La prohibición de stablecoins en yuan y la tokenización de activos no es solo un movimiento regulatorio, sino un mensaje claro: Pekín prioriza el control monetario sobre la innovación descentralizada.

Desde una perspectiva analítica, esta medida expone una tensión fundamental: el deseo de China de liderar la digitalización financiera bajo su propio marco, el yuan digital, frente al riesgo de que tecnologías como las stablecoins o los RWA creen sistemas paralelos fuera de su supervisión. Lo que esto revela es que, para las autoridades chinas, la soberanía monetaria no es negociable, incluso si eso significa sacrificar eficiencia o competitividad en el corto plazo.

Más allá de los hechos, lo que emerge es un efecto dominó potencial. Empresas globales con vínculos a China deberán replantear sus estrategias de tokenización, mientras que los mercados de criptoactivos podrían ver una fragmentación mayor, con regiones alineándose a normas más estrictas o buscando alternativas.

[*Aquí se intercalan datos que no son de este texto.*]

use box_packer::render;
use box_packer::{Parcel, pack};
use clap::Parser;
use tracing::Level;

#[derive(Parser)]
#[command(
    name = "box_packer",
    about = "Estimate the standard shipping boxes needed for an order"
)]
struct Cli {
    /// Items as WxHxD[@grams][:qty] in mm (e.g. 100x100x30@250:2 20x100x30)
    #[arg(long = "item", num_args = 1.., required = true)]
    items: Vec<String>,

    /// Show an ASCII top view of each box
    #[arg(long)]
    layout: bool,

    /// Print the result as JSON
    #[arg(long)]
    json: bool,

    /// Log packing decisions to stderr
    #[arg(short, long)]
    verbose: bool,
}

fn parse_dimensions(s: &str) -> Result<(u32, u32, u32), String> {
    let parts: Vec<&str> = s.split('x').collect();
    if parts.len() != 3 {
        return Err(format!("invalid dimensions '{}', expected WxHxD", s));
    }
    let mut dims = [0u32; 3];
    for (dim, (part, axis)) in dims
        .iter_mut()
        .zip(parts.iter().zip(["width", "height", "depth"]))
    {
        *dim = part
            .parse::<u32>()
            .map_err(|_| format!("invalid {} in '{}'", axis, s))?;
    }
    if dims.contains(&0) {
        return Err(format!("dimensions must be non-zero in '{}'", s));
    }
    Ok((dims[0], dims[1], dims[2]))
}

fn parse_item(s: &str) -> Result<(Parcel, u32), String> {
    let (spec, qty) = match s.split_once(':') {
        Some((spec, qty)) => {
            let qty = qty
                .parse::<u32>()
                .map_err(|_| format!("invalid quantity in '{}'", s))?;
            (spec, qty)
        }
        None => (s, 1),
    };
    if qty == 0 {
        return Err(format!("quantity must be non-zero in '{}'", s));
    }
    let (dims, weight) = match spec.split_once('@') {
        Some((dims, weight)) => {
            let weight = weight
                .parse::<u32>()
                .map_err(|_| format!("invalid weight in '{}'", s))?;
            (dims, weight)
        }
        None => (spec, 0),
    };
    let (width, height, depth) = parse_dimensions(dims)?;
    Ok((Parcel::new(width, height, depth, weight).with_name(spec), qty))
}

fn expand(items: &[(Parcel, u32)]) -> Vec<Parcel> {
    items
        .iter()
        .flat_map(|(parcel, qty)| std::iter::repeat_n(parcel.clone(), *qty as usize))
        .collect()
}

fn main() {
    let cli = Cli::parse();

    tracing_subscriber::fmt()
        .with_writer(std::io::stderr)
        .with_target(false)
        .with_max_level(if cli.verbose { Level::DEBUG } else { Level::INFO })
        .init();

    let requested: Vec<(Parcel, u32)> = cli
        .items
        .iter()
        .map(|s| parse_item(s))
        .collect::<Result<Vec<_>, _>>()
        .unwrap_or_else(|e| {
            eprintln!("Error: {}", e);
            std::process::exit(1);
        });
    let parcels = expand(&requested);

    let boxes = pack(&parcels).unwrap_or_else(|e| {
        eprintln!("Error: {}", e);
        std::process::exit(1);
    });

    if cli.json {
        match serde_json::to_string_pretty(&boxes) {
            Ok(json) => println!("{json}"),
            Err(e) => {
                eprintln!("Error: {}", e);
                std::process::exit(1);
            }
        }
        return;
    }

    for (i, bx) in boxes.iter().enumerate() {
        println!(
            "Box {}: {} ({} g, {:.1}% full)",
            i + 1,
            bx.template,
            bx.total_weight(),
            bx.fill_percent()
        );
        for bi in &bx.items {
            let [x, y, z] = bi.position;
            println!("  {} @ ({}, {}, {}) {}", bi.item, x, y, z, bi.rotation);
        }
        if cli.layout {
            print!("{}", render::render_box(bx));
        }
        println!();
    }

    let gross: u64 = boxes.iter().map(|bx| bx.total_weight()).sum();
    println!(
        "Summary: {} item{} in {} box{}, {} g total",
        parcels.len(),
        if parcels.len() == 1 { "" } else { "s" },
        boxes.len(),
        if boxes.len() == 1 { "" } else { "es" },
        gross,
    );
}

La tokenización, vista como una herramienta para democratizar el acceso a activos, choca aquí con el principio de que mismo negocio, mismo riesgo, mismas reglas no deja espacio para la ambigüedad.

La pregunta clave

¿Podrá el yuan digital llenar el vacío que dejan las stablecoins y la tokenización prohibida, o esta rigidez regulatoria empujará a la innovación hacia jurisdicciones más permisivas, dejando a China en desventaja estratégica?